Task goal: Look for the string "bool" in the material below. Copy every line where you find it.

Source data:
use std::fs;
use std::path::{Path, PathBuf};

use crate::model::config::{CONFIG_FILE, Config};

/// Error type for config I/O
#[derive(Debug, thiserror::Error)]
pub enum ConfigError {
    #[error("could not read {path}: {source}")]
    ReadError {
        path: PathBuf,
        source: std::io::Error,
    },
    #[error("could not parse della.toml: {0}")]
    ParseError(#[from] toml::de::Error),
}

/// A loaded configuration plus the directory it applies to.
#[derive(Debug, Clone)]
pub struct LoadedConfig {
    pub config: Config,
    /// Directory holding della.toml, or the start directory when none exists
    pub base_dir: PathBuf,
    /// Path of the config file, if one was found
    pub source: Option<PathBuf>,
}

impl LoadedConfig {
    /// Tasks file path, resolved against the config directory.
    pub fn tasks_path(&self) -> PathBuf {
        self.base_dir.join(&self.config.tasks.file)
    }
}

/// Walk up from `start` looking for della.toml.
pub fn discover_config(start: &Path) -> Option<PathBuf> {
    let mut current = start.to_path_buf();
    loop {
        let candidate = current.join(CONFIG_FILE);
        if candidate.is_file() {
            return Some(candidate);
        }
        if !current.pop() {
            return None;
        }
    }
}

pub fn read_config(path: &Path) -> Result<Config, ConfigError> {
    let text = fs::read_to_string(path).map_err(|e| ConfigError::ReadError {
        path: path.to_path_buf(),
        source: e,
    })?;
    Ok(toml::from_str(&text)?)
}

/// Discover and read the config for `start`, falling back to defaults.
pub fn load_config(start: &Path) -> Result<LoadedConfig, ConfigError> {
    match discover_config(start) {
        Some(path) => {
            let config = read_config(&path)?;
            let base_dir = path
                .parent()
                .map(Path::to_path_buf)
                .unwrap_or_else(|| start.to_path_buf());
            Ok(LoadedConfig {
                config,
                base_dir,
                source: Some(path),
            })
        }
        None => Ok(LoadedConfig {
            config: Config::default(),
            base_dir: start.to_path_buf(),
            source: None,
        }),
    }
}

--

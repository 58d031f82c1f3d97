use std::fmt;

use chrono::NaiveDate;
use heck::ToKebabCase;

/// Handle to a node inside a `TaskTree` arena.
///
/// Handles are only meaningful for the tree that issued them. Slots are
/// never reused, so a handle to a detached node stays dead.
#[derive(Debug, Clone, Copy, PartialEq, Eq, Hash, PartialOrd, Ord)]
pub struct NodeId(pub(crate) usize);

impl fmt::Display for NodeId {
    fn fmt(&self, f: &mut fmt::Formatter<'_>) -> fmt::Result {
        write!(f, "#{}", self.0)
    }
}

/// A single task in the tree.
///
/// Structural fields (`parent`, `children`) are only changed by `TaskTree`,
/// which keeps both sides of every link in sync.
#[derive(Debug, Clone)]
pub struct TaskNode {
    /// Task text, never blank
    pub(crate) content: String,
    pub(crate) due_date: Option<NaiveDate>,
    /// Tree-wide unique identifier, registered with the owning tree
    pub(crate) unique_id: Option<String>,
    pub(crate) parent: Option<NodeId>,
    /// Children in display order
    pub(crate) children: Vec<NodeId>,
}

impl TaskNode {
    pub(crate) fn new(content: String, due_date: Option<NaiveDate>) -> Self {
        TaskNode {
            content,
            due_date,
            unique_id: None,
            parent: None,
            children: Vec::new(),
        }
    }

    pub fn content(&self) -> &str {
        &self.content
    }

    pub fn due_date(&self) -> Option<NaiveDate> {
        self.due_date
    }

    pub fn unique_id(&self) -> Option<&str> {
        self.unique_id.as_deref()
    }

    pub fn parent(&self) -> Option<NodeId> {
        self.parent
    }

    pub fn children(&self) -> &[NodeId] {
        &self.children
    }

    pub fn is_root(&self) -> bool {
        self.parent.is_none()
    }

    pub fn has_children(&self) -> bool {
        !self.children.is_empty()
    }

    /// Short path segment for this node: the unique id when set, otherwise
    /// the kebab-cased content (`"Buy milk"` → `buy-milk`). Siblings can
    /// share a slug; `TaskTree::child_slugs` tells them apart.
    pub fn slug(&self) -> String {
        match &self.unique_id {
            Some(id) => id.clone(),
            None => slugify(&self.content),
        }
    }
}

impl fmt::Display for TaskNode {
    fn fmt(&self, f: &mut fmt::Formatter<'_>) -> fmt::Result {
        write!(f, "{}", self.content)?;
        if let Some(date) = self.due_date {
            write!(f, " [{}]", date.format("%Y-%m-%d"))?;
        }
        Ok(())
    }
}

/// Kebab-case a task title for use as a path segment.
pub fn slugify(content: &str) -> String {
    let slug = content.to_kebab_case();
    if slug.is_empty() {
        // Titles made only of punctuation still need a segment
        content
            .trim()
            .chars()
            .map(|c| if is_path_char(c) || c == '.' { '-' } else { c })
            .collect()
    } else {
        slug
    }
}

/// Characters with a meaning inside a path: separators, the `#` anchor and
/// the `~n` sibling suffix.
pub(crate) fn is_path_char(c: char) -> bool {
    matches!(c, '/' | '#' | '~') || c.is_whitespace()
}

Answer box:
    pub fn is_root(&self) -> bool {
    pub fn has_children(&self) -> bool {
pub(crate) fn is_path_char(c: char) -> bool {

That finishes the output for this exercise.